JAKARTA – Utusan Khusus Presiden Area Iklim lalu Energi, Hashim S. Djojohadikusumo menegaskan komitmen pemerintahan Presiden Prabowo Subianto di dalam sektor perumahan melalui inisiatif 3 jt rumah. Tidak belaka bertujuan untuk menyediakan hunian bagi masyarakat, sektor perumahan dinilai akan memberikan stimulus untuk menggalang perkembangan sektor ekonomi nasional.
“Kita sekarang sudah ada komitmen nyata dari pemerintah Qatar dan juga swasta Qatar untuk pembiayaan 4 jt sampai 6 jt unit rumah. Di samping itu kemarin kami bertemu dengan Menteri Tenaga kemudian Manufaktur Uni Emirat Arab juga komit 1 jt lalu mungkin saja lebih. Hal ini belum termasuk dari Cina, Turki, India, Singapura kemudian lain-lain. Hal ini semua akan menjadi stimulus kegiatan ekonomi bagi 185 bidang perekonomian yang terikat atau tersentuh bidang perumahan, termasuk semen,” ujar Hashim ketika menyampaikan keynote speech pada acara ESG Sustainability Pertemuan 2025 Jakarta, dikutipkan Hari Minggu (2/2/2025).
Ketua Satuan Tindakan (Satgas) Perumahan ini mengatakan, inisiatif 3 jt rumah setiap tahun akan meningkatkan permintaan semen sehingga dapat membantu mengatasi kesulitan oversupply yang tersebut dihadapi oleh bidang semen domestik pada waktu ini. “Itu selama Pak Prabowo memimpin, kegiatan perumahan akan terus berlangsung,” ungkap Hashim.
Di sisi lain, Hashim juga menghimbau agar pelaku sektor memperhatikan aspek lingkungan seiring meningkatnya kegiatan ekonomi. “Apa hubungannya dengan ESG lalu lingkungan hidup? Bisnis itu pasti ada dampak. Pabrik semen kan berproduksi terus juga menciptakan emisi. Di di sini kita harus jaga baik-baik,” ujarnya.
Pada kesempatan yang tersebut sama, Direktur Utama SIG, Donny Arsal menyampaikan bahwa SIG terus menjalankan praktik industri berkelanjutan berdasarkan pilar-pilar ESG (Environmental, Social, and Governance) sebagai bentuk komitmen perusahaan pada menegaskan keberlangsungan usaha jangka panjang.
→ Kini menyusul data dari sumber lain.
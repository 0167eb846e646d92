//! Top-level application orchestration.
//!
//! `src/main.rs` is intentionally tiny; this module is the "real main" that:
//! - loads `.env` and parses CLI arguments
//! - sets up logging
//! - builds the run configuration and page session
//! - runs the scrape / parse / merge workflow
//! - prints the run summary

use std::time::Duration;

use clap::Parser;
use tokio_util::sync::CancellationToken;
use tracing::warn;

use crate::browser::StaticPage;
use crate::cli::{Cli, Command, DetailArgs, MergeArgs, ParseArgs, ScrapeArgs};
use crate::domain::{Dataset, DayRange, ScrapeConfig};
use crate::error::AppError;
use crate::io::CsvStore;
use crate::retry::{RetryPolicy, Throttle};
use crate::scrape::RangeScraper;

pub mod pipeline;

/// Entry point for the `ffcal` binary.
pub async fn run() -> Result<(), AppError> {
    dotenvy::dotenv().ok();
    let cli = Cli::parse();
    crate::logging::init(cli.verbose);

    match cli.command {
        Command::Scrape(args) => handle_scrape(args).await,
        Command::Parse(args) => handle_parse(args).await,
        Command::Merge(args) => handle_merge(args),
    }
}

async fn handle_scrape(args: ScrapeArgs) -> Result<(), AppError> {
    let range = day_range_from_args(&args)?;
    let config = scrape_config_from_args(&args);
    let store = CsvStore::new(&args.store.csv, args.store.utc_offset);

    let mut page = StaticPage::connect(Duration::from_millis(args.request_timeout_ms))
        .map_err(|e| AppError::new(4, format!("Failed to open a page session: {e}")))?;

    let out = pipeline::run_scrape(&mut page, &store, config, range, cancel_on_ctrl_c()).await?;

    println!(
        "{}",
        crate::report::format_scrape_summary(&range, &out.summary, store.path(), out.dataset.len())
    );
    Ok(())
}

async fn handle_parse(args: ParseArgs) -> Result<(), AppError> {
    let html = std::fs::read_to_string(&args.html)
        .map_err(|e| AppError::new(2, format!("Failed to read page '{}': {e}", args.html.display())))?;
    let range = DayRange::single(args.date);
    let config = parse_config_from_args(&args);
    let store = CsvStore::new(&args.store.csv, args.store.utc_offset);
    let mut page = StaticPage::from_html(html);

    let out = if args.no_save {
        RangeScraper::new(config, CancellationToken::new())
            .run(&mut page, Dataset::new(), range)
            .await
    } else {
        pipeline::run_scrape(&mut page, &store, config, range, CancellationToken::new()).await?
    };

    let offset = args.store.utc_offset;
    let day_records: Vec<_> = out
        .dataset
        .iter()
        .filter(|r| r.time.with_timezone(&offset).date_naive() == args.date)
        .cloned()
        .collect();
    println!("{}", crate::report::format_records(&day_records));
    println!(
        "{}",
        crate::report::format_scrape_summary(&range, &out.summary, store.path(), out.dataset.len())
    );
    Ok(())
}

fn handle_merge(args: MergeArgs) -> Result<(), AppError> {
    let store = CsvStore::new(&args.store.csv, args.store.utc_offset);
    let run = pipeline::run_merge(&args.incoming, &store)?;
    println!(
        "{}",
        crate::report::format_merge_summary(&args.incoming, run.incoming_read, &run.stats, store.path(), run.total)
    );
    Ok(())
}

pub fn day_range_from_args(args: &ScrapeArgs) -> Result<DayRange, AppError> {
    let end = args.end.unwrap_or(args.start);
    DayRange::new(args.start, end)
        .ok_or_else(|| AppError::new(2, format!("--end ({end}) is before --start ({}).", args.start)))
}

pub fn scrape_config_from_args(args: &ScrapeArgs) -> ScrapeConfig {
    let defaults = ScrapeConfig::default();
    ScrapeConfig {
        utc_offset: args.store.utc_offset,
        details: args.detail.details,
        render_timeout: Duration::from_millis(args.render_timeout_ms),
        day_retry: RetryPolicy::new(
            args.day_attempts,
            defaults.day_retry.base_delay,
            defaults.day_retry.max_delay,
        ),
        detail_retry: detail_policy(&args.detail, &defaults),
        detail_timeout: Duration::from_millis(args.detail.detail_timeout_ms),
        throttle: Throttle {
            base: Duration::from_millis(args.throttle_ms),
            jitter: Duration::from_millis(args.jitter_ms),
        },
        debug_dir: args.debug_dir.clone(),
    }
}

/// Offline replay: one attempt (reloading a saved page changes nothing), no throttle.
pub fn parse_config_from_args(args: &ParseArgs) -> ScrapeConfig {
    let defaults = ScrapeConfig::default();
    ScrapeConfig {
        utc_offset: args.store.utc_offset,
        details: args.detail.details,
        day_retry: RetryPolicy::new(1, Duration::ZERO, Duration::ZERO),
        detail_retry: detail_policy(&args.detail, &defaults),
        detail_timeout: Duration::from_millis(args.detail.detail_timeout_ms),
        throttle: Throttle::none(),
        ..defaults
    }
}

fn detail_policy(args: &DetailArgs, defaults: &ScrapeConfig) -> RetryPolicy {
    RetryPolicy::new(
        args.detail_attempts,
        defaults.detail_retry.base_delay,
        defaults.detail_retry.max_delay,
    )
}

/// Token cancelled on the first Ctrl-C; the scrape stops before the next day.
fn cancel_on_ctrl_c() -> CancellationToken {
    let token = CancellationToken::new();
    let child = token.clone();
    tokio::spawn(async move {
        if tokio::signal::ctrl_c().await.is_ok() {
            warn!("interrupt received, stopping after the current day");
            child.cancel();
        }
    });
    token
}

#[cfg(test)]
mod tests {
    use super::*;
    use chrono::NaiveDate;

    #[test]
    fn scrape_args_map_to_config() {
        let cli = Cli::parse_from([
            "ffcal",
            "scrape",
            "--start",
            "2025-11-24",
            "--end",
            "2025-11-28",
            "--details",
            "--day-attempts",
            "3",
            "--throttle-ms",
            "0",
            "--jitter-ms",
            "0",
        ]);
        let Command::Scrape(args) = cli.command else {
            panic!("expected scrape");
        };

        let range = day_range_from_args(&args).unwrap();
        assert_eq!(range.len(), 5);

        let config = scrape_config_from_args(&args);
        assert!(config.details);
        assert_eq!(config.day_retry.max_attempts, 3);
        assert_eq!(config.throttle, Throttle::none());
        assert_eq!(config.render_timeout, Duration::from_secs(10));
    }

    #[test]
    fn reversed_range_is_rejected() {
        let cli = Cli::parse_from(["ffcal", "scrape", "--start", "2025-11-24", "--end", "2025-11-20"]);
        let Command::Scrape(args) = cli.command else {
            panic!("expected scrape");
        };
        let err = day_range_from_args(&args).unwrap_err();
        assert_eq!(err.exit_code(), 2);
        assert_eq!(args.start, NaiveDate::from_ymd_opt(2025, 11, 24).unwrap());
    }
}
SIG juga telah terjadi memiliki kemudian menerapkan Sustainability Roadmap 2030 yang mana menyelaraskan aspek Triple Bottom Line yaitu Planet, People, Prosperity. SIG secara terus-menerus berupaya pada menurunkan tingkat emisi karbon per ton produknya melalui penurunan konsumsi energi juga peningkatan produktivitas melalui teknologi berbasis Teknologi AI (artificial intelligence), mengempiskan ketergantungan terhadap sumber daya alam melalui pengaplikasian komponen baku lalu komponen bakar alternatif, pembangkit listrik tenaga surya dan juga mikrohidro, maupun recovery panas (WHRPG), juga pemanfaatan teknologi baru sejalan dengan perkembangan zaman seperti hydrogen rich injection.
“Pola operasi yang dimaksud ramah lingkungan telah lama memperkuat inisiatif SIG pada memproduksi semen hijau yang tersebut tercatat 21% sampai dengan 38% lebih banyak rendah emisi karbon dibandingkan semen konvensional. SIG juga menawarkan solusi perkembangan rumah berkelanjutan dengan bata interlock presisi, item turunan dari semen hijau SIG yang digunakan ramah lingkungan. Pemakaian BIP membantu proses pengerjaan rumah menjadi lebih lanjut cepat dan juga efisien, dan juga ramah gempa dengan tampilan modern,” kata Donny.
Donny menambahkan bahwa SIG telah dilakukan mengonversi pembiayaan Perusahaan ke Sustainability Linked Loan (SLL). Selain sebagai komitmen SIG terhadap inisiatif dekarbonisasi, SLL juga memberikan benefit penurunan margin bunga dibandingkan hutang bank sindikasi eksisting dengan terms yang digunakan tambahan baik. Inisiatif ini semakin menunjukkan keseriusan SIG pada upaya dekarbonisasi.
“Komitmen SIG pada membantu pencegahan pemanasan global merupakan target pengurangan emisi GRK (gas rumah kaca) sudah meraih validasi dari lembaga internasional, Science-Based Target initiatives (SBTi). Pencapaian ini menyebabkan SIG menjadi perusahaan pertama di dalam sektor komponen bangunan Indonesia tervalidasi SBTi, yang memiliki kriteria ketat pada menetapkan target emisi GRK sehingga dapat dipertanggungjawabkan secara ilmiah,” ujar Donny.